Items listed in a dataset

------------------------

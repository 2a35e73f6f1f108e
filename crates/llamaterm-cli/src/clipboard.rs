//! System clipboard access through the platform's command-line tools.

use std::process::Stdio;

use anyhow::{Context, Result, bail};
use tokio::io::AsyncWriteExt;
use tracing::debug;

/// A clipboard program and its arguments.
#[derive(Debug, Clone, Copy, PartialEq, Eq)]
struct ClipboardTool {
    program: &'static str,
    args: &'static [&'static str],
}

const PBCOPY: ClipboardTool = ClipboardTool {
    program: "pbcopy",
    args: &[],
};
const XCLIP: ClipboardTool = ClipboardTool {
    program: "xclip",
    args: &["-selection", "clipboard"],
};
const XSEL: ClipboardTool = ClipboardTool {
    program: "xsel",
    args: &["--clipboard", "--input"],
};
const CLIP: ClipboardTool = ClipboardTool {
    program: "clip",
    args: &[],
};

/// Copy `text` to the system clipboard.
pub async fn copy_to_clipboard(text: &str) -> Result<()> {
    let tool = select_tool(std::env::consts::OS, on_path)?;
    debug!(program = tool.program, bytes = text.len(), "copying to clipboard");
    pipe_to(tool, text).await
}

/// Run `tool` with `text` on its stdin.  The child is killed if writing
/// fails.
async fn pipe_to(tool: ClipboardTool, text: &str) -> Result<()> {
    let mut child = tokio::process::Command::new(tool.program)
        .args(tool.args)
        .stdin(Stdio::piped())
        .stdout(Stdio::null())
        .stderr(Stdio::null())
        .kill_on_drop(true)
        .spawn()
        .with_context(|| format!("failed to start {}", tool.program))?;

    if let Some(mut stdin) = child.stdin.take() {
        stdin
            .write_all(text.as_bytes())
            .await
            .with_context(|| format!("failed to write to {}", tool.program))?;
    }

    let status = child
        .wait()
        .await
        .with_context(|| format!("failed to wait for {}", tool.program))?;
    if !status.success() {
        bail!("{} exited with {status}", tool.program);
    }
    Ok(())
}

fn select_tool<F>(os: &str, available: F) -> Result<ClipboardTool>
where
    F: Fn(&str) -> bool,
{
    match os {
        "macos" => Ok(PBCOPY),
        "windows" => Ok(CLIP),
        "linux" | "freebsd" | "openbsd" | "netbsd" => [XCLIP, XSEL]
            .into_iter()
            .find(|tool| available(tool.program))
            .context("no clipboard tool found (install xclip or xsel)"),
        other => bail!("clipboard is not supported on {other}"),
    }
}

fn on_path(program: &str) -> bool {
    std::env::var_os("PATH").is_some_and(|paths| {
        std::env::split_paths(&paths).any(|dir| dir.join(program).is_file())
    })
}

#[cfg(test)]
mod tests {
    use super::*;

    #[test]
    fn platform_tools() {
        assert_eq!(select_tool("macos", |_| false).unwrap(), PBCOPY);
        assert_eq!(select_tool("windows", |_| false).unwrap(), CLIP);
    }

    #[test]
    fn linux_prefers_xclip_then_xsel() {
        assert_eq!(select_tool("linux", |_| true).unwrap(), XCLIP);
        assert_eq!(select_tool("linux", |p| p == "xsel").unwrap(), XSEL);
        assert!(select_tool("linux", |_| false).is_err());
    }

    #[test]
    fn unknown_platform_is_an_error() {
        assert!(select_tool("plan9", |_| true).is_err());
    }

    #[tokio::test]
    async fn pipes_text_into_tool() {
        let cat = ClipboardTool {
            program: "cat",
            args: &[],
        };
        pipe_to(cat, "hello clipboard").await.unwrap();
    }

    #[tokio::test]
    async fn tool_that_stops_reading_is_an_error() {
        let quits = ClipboardTool {
            program: "true",
            args: &[],
        };
        let text = "x".repeat(4 * 1024 * 1024);
        assert!(pipe_to(quits, &text).await.is_err());
    }

    #[tokio::test]
    async fn failing_tool_is_an_error() {
        let fails = ClipboardTool {
            program: "false",
            args: &[],
        };
        assert!(pipe_to(fails, "").await.is_err());
    }
}
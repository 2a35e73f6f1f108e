//! Error types for the llamaterm-store crate.
//!
//! All storage operations return [`StoreError`] via [`StoreResult`].

use thiserror::Error;

/// Alias for `Result<T, StoreError>`.
pub type StoreResult<T> = Result<T, StoreError>;

/// Errors that can occur while reading or writing stored data.
#[derive(Debug, Error)]
pub enum StoreError {
    /// Filesystem operation failed.
    #[error("io error: {0}")]
    Io(#[from] std::io::Error),

    /// JSON serialization or deserialization failed.
    #[error("json error: {0}")]
    Json(#[from] serde_json::Error),

    /// The requested record was not found.
    #[error("{entity} not found: {id}")]
    NotFound { entity: &'static str, id: String },

    /// An invalid argument was provided to a store operation.
    #[error("invalid argument: {0}")]
    InvalidArgument(String),
}
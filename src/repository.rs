//! Interfaces des collaborateurs externes (stockage, diffusion du plan).
//!
//! Le cœur ne dépend d'aucun moteur de stockage : tout passe par ces traits.
//! Les erreurs remontent en `anyhow::Error` et deviennent `PlanError::Repository`.

use crate::model::{Member, MemberId, MemberRequest, ShiftConstraint, ShiftOccurrence};
use crate::scheduler::StaffingStatus;
use crate::template::{ShiftTemplate, TemplateId};
use chrono::{DateTime, Utc};
use std::collections::BTreeSet;

pub trait TemplateRepository {
    fn list_active(&self) -> anyhow::Result<Vec<ShiftTemplate>>;
}

pub trait ConstraintRepository {
    /// Contraintes dont `template` est le propriétaire.
    fn for_template(&self, template: &TemplateId) -> anyhow::Result<Vec<ShiftConstraint>>;
}

pub trait RequestRepository {
    /// Requêtes des membres donnés qui recoupent `[start, end)`.
    fn for_members(
        &self,
        members: &[MemberId],
        start: DateTime<Utc>,
        end: DateTime<Utc>,
    ) -> anyhow::Result<Vec<MemberRequest>>;
}

pub trait HistoryRepository {
    /// Au plus `limit` créneaux de `template` commençant avant `instant`,
    /// par ordre chronologique, avec leurs membres affectés.
    fn occurrences_before(
        &self,
        template: &TemplateId,
        instant: DateTime<Utc>,
        limit: usize,
    ) -> anyhow::Result<Vec<ShiftOccurrence>>;
}

pub trait MemberRepository {
    fn members(&self) -> anyhow::Result<Vec<Member>>;
}

/// Reçoit chaque décision du moteur, dans l'ordre de traitement.
pub trait PlanCommitSink {
    fn commit(
        &mut self,
        occurrence: &ShiftOccurrence,
        assigned: &BTreeSet<MemberId>,
        status: StaffingStatus,
    ) -> anyhow::Result<()>;
}

impl<T: PlanCommitSink + ?Sized> PlanCommitSink for &mut T {
    fn commit(
        &mut self,
        occurrence: &ShiftOccurrence,
        assigned: &BTreeSet<MemberId>,
        status: StaffingStatus,
    ) -> anyhow::Result<()> {
        (**self).commit(occurrence, assigned, status)
    }
}

/// Collecte les créneaux validés (simulation, tests).
impl PlanCommitSink for Vec<ShiftOccurrence> {
    fn commit(
        &mut self,
        occurrence: &ShiftOccurrence,
        assigned: &BTreeSet<MemberId>,
        _status: StaffingStatus,
    ) -> anyhow::Result<()> {
        let mut occurrence = occurrence.clone();
        occurrence.assigned = assigned.clone();
        self.push(occurrence);
        Ok(())
    }
}

/// Ignore les décisions (`--dry-run`).
#[derive(Debug, Default, Clone, Copy)]
pub struct DiscardSink;

impl PlanCommitSink for DiscardSink {
    fn commit(
        &mut self,
        _occurrence: &ShiftOccurrence,
        _assigned: &BTreeSet<MemberId>,
        _status: StaffingStatus,
    ) -> anyhow::Result<()> {
        Ok(())
    }
}
//! Historique des affectations par template.
//!
//! Alimenté avant la planification par les créneaux déjà validés, puis
//! incrémentalement par le moteur après chaque créneau : une requête
//! `recent_assignees` voit toujours tout ce qui a été validé avant elle.

use crate::model::{MemberId, OccurrenceId, ShiftOccurrence};
use crate::template::TemplateId;
use chrono::{DateTime, Utc};
use std::collections::{BTreeSet, HashMap};

#[derive(Debug, Clone, PartialEq, Eq)]
pub struct HistoryEntry {
    pub occurrence: OccurrenceId,
    pub start: DateTime<Utc>,
    pub members: BTreeSet<MemberId>,
}

#[derive(Debug, Default, Clone)]
pub struct HistoryTracker {
    by_template: HashMap<TemplateId, Vec<HistoryEntry>>,
    known: HashMap<OccurrenceId, (TemplateId, DateTime<Utc>)>,
    load: HashMap<MemberId, usize>,
}

impl HistoryTracker {
    pub fn new() -> Self {
        Self::default()
    }

    /// Charge des créneaux existants (ordre quelconque).
    pub fn seed<I>(&mut self, occurrences: I)
    where
        I: IntoIterator<Item = ShiftOccurrence>,
    {
        for occurrence in occurrences {
            self.record(&occurrence);
        }
    }

    /// Enregistre (ou remplace, à identifiant égal) un créneau et ses membres.
    pub fn record(&mut self, occurrence: &ShiftOccurrence) {
        self.forget(&occurrence.id);

        let entries = self
            .by_template
            .entry(occurrence.template.clone())
            .or_default();
        let pos = entries.partition_point(|e| e.start <= occurrence.start);
        entries.insert(
            pos,
            HistoryEntry {
                occurrence: occurrence.id.clone(),
                start: occurrence.start,
                members: occurrence.assigned.clone(),
            },
        );
        for member in &occurrence.assigned {
            *self.load.entry(member.clone()).or_insert(0) += 1;
        }
        self.known.insert(
            occurrence.id.clone(),
            (occurrence.template.clone(), occurrence.start),
        );
    }

    fn forget(&mut self, id: &OccurrenceId) {
        let Some((template, start)) = self.known.remove(id) else {
            return;
        };
        let Some(entries) = self.by_template.get_mut(&template) else {
            return;
        };
        let from = entries.partition_point(|e| e.start < start);
        let Some(offset) = entries[from..]
            .iter()
            .take_while(|e| e.start == start)
            .position(|e| &e.occurrence == id)
        else {
            return;
        };
        let removed = entries.remove(from + offset);
        for member in &removed.members {
            if let Some(count) = self.load.get_mut(member) {
                *count = count.saturating_sub(1);
            }
        }
    }

    /// Union des membres des `count` derniers créneaux de `template`
    /// commençant strictement avant `before`. Moins de `count` : on prend tout.
    pub fn recent_assignees(
        &self,
        template: &TemplateId,
        before: DateTime<Utc>,
        count: usize,
    ) -> BTreeSet<MemberId> {
        self.recent(template, before, count)
            .iter()
            .flat_map(|e| e.members.iter().cloned())
            .collect()
    }

    /// Vrai si `member` figure dans la fenêtre décrite par `recent_assignees`.
    pub fn assigned_within(
        &self,
        member: &MemberId,
        template: &TemplateId,
        before: DateTime<Utc>,
        count: usize,
    ) -> bool {
        self.recent(template, before, count)
            .iter()
            .any(|e| e.members.contains(member))
    }

    /// Vrai si `member` est affecté à un créneau de `template` commençant
    /// exactement à `at`, autre que `except`.
    pub fn assigned_at(
        &self,
        member: &MemberId,
        template: &TemplateId,
        at: DateTime<Utc>,
        except: &OccurrenceId,
    ) -> bool {
        let Some(entries) = self.by_template.get(template) else {
            return false;
        };
        let from = entries.partition_point(|e| e.start < at);
        entries[from..]
            .iter()
            .take_while(|e| e.start == at)
            .any(|e| &e.occurrence != except && e.members.contains(member))
    }

    fn recent(&self, template: &TemplateId, before: DateTime<Utc>, count: usize) -> &[HistoryEntry] {
        let Some(entries) = self.by_template.get(template) else {
            return &[];
        };
        let upper = entries.partition_point(|e| e.start < before);
        &entries[upper.saturating_sub(count)..upper]
    }

    /// Nombre d'affectations connues (historique + planification en cours).
    pub fn assignment_count(&self, member: &MemberId) -> usize {
        self.load.get(member).copied().unwrap_or(0)
    }

    pub fn occurrences(&self, template: &TemplateId) -> &[HistoryEntry] {
        self.by_template
            .get(template)
            .map(Vec::as_slice)
            .unwrap_or(&[])
    }

    pub fn len(&self) -> usize {
        self.known.len()
    }

    pub fn is_empty(&self) -> bool {
        self.known.is_empty()
    }
}
use super::assignment::{self, Workspace};
use super::selection::SelectionPolicy;
use super::{util, CancelToken, PlanError, PlanInput, PlanReport};
use crate::constraint::ConstraintTable;
use crate::history::HistoryTracker;
use crate::template::{ShiftTemplate, TemplateId};
use std::collections::{HashMap, HashSet};
use std::thread;

/// Composantes connexes du graphe des liens de contrainte.
///
/// Deux templates de groupes différents ne partagent aucun `linked` :
/// leurs planifications sont indépendantes. Groupes et membres suivent
/// l'ordre d'apparition dans `templates`.
pub fn independent_groups(
    templates: &[ShiftTemplate],
    constraints: &ConstraintTable,
) -> Vec<Vec<TemplateId>> {
    let index: HashMap<&TemplateId, usize> = templates
        .iter()
        .enumerate()
        .map(|(i, t)| (&t.id, i))
        .collect();
    let mut parent: Vec<usize> = (0..templates.len()).collect();

    for constraint in constraints.iter() {
        let owner = index.get(&constraint.template);
        let linked = index.get(&constraint.linked);
        if let (Some(&a), Some(&b)) = (owner, linked) {
            let (ra, rb) = (find(&mut parent, a), find(&mut parent, b));
            if ra != rb {
                parent[ra.max(rb)] = ra.min(rb);
            }
        }
    }

    let mut slot_of_root: HashMap<usize, usize> = HashMap::new();
    let mut groups: Vec<Vec<TemplateId>> = Vec::new();
    for (i, template) in templates.iter().enumerate() {
        let root = find(&mut parent, i);
        let slot = *slot_of_root.entry(root).or_insert_with(|| {
            groups.push(Vec::new());
            groups.len() - 1
        });
        groups[slot].push(template.id.clone());
    }
    groups
}

fn find(parent: &mut [usize], mut i: usize) -> usize {
    while parent[i] != i {
        parent[i] = parent[parent[i]];
        i = parent[i];
    }
    i
}

/// Un thread par groupe, puis fusion dans l'ordre de traitement global.
pub(super) fn plan_groups<P>(
    ws: &Workspace<'_, P>,
    groups: &[Vec<TemplateId>],
    history: &HistoryTracker,
    input: &PlanInput,
    cancel: &CancelToken,
) -> Result<PlanReport, PlanError>
where
    P: SelectionPolicy + Sync,
{
    let parts: Vec<(Vec<ShiftTemplate>, ConstraintTable)> = groups
        .iter()
        .map(|group| {
            let members: HashSet<&TemplateId> = group.iter().collect();
            let templates = ws
                .templates
                .iter()
                .filter(|t| members.contains(&t.id))
                .cloned()
                .collect();
            (templates, ws.constraints.restricted_to(&members))
        })
        .collect();

    let results: Vec<Result<PlanReport, PlanError>> = thread::scope(|scope| {
        let handles: Vec<_> = parts
            .iter()
            .map(|(templates, constraints)| {
                let part = Workspace {
                    templates,
                    constraints,
                    availability: ws.availability,
                    policy: ws.policy,
                    options: ws.options,
                };
                let mut history = history.clone();
                scope.spawn(move || {
                    assignment::plan_occurrences(&part, &mut history, input, cancel, |_| Ok(()))
                })
            })
            .collect();
        handles
            .into_iter()
            .map(|handle| handle.join().unwrap_or_else(|panic| std::panic::resume_unwind(panic)))
            .collect()
    });

    let mut merged = PlanReport::default();
    for result in results {
        let report = result?;
        merged.cancelled |= report.cancelled;
        merged.entries.extend(report.entries);
    }
    util::sort_entries(&mut merged.entries);
    Ok(merged)
}
#![forbid(unsafe_code)]
//! Roulement : planification de gardes récurrentes, locale (sans BD).
//!
//! - Templates hebdomadaires déroulés en créneaux datés (UTC).
//! - Affectation gloutonne, chronologique, sous contraintes d'historique.
//! - Indisponibilités des membres, sous-effectif signalé sans erreur.
//! - Stockage fichiers (JSON/CSV), export ICS.

#[macro_use]
mod logging;

pub mod availability;
pub mod calendar;
pub mod constraint;
pub mod history;
pub mod io;
pub mod model;
pub mod repository;
pub mod scheduler;
pub mod storage;
pub mod template;

pub use availability::AvailabilityIndex;
pub use calendar::{export_all_members_ics, CalendarRenderer, IcsRenderer};
pub use constraint::ConstraintTable;
pub use history::HistoryTracker;
pub use model::{
    Interval, Member, MemberGroup, MemberGroupId, MemberId, MemberRequest, ModelError,
    OccurrenceId, ShiftConstraint, ShiftOccurrence,
};
pub use repository::{DiscardSink, PlanCommitSink};
pub use scheduler::{
    CancelToken, ConfigError, Conflict, ConflictKind, PlanError, PlanInput, PlanOptions,
    PlanReport, PlannedOccurrence, Scheduler, StaffingStatus,
};
pub use storage::{Dataset, JsonStorage, Staffing, Storage};
pub use template::{derive_overlap_constraints, expand, ShiftTemplate, TemplateId};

------------------------

§ **AIM OF THE TASK**
Copy every line in the data above that has the string "forget" in it.

§ **COMPLETED TASK**
        self.forget(&occurrence.id);
    fn forget(&mut self, id: &OccurrenceId) {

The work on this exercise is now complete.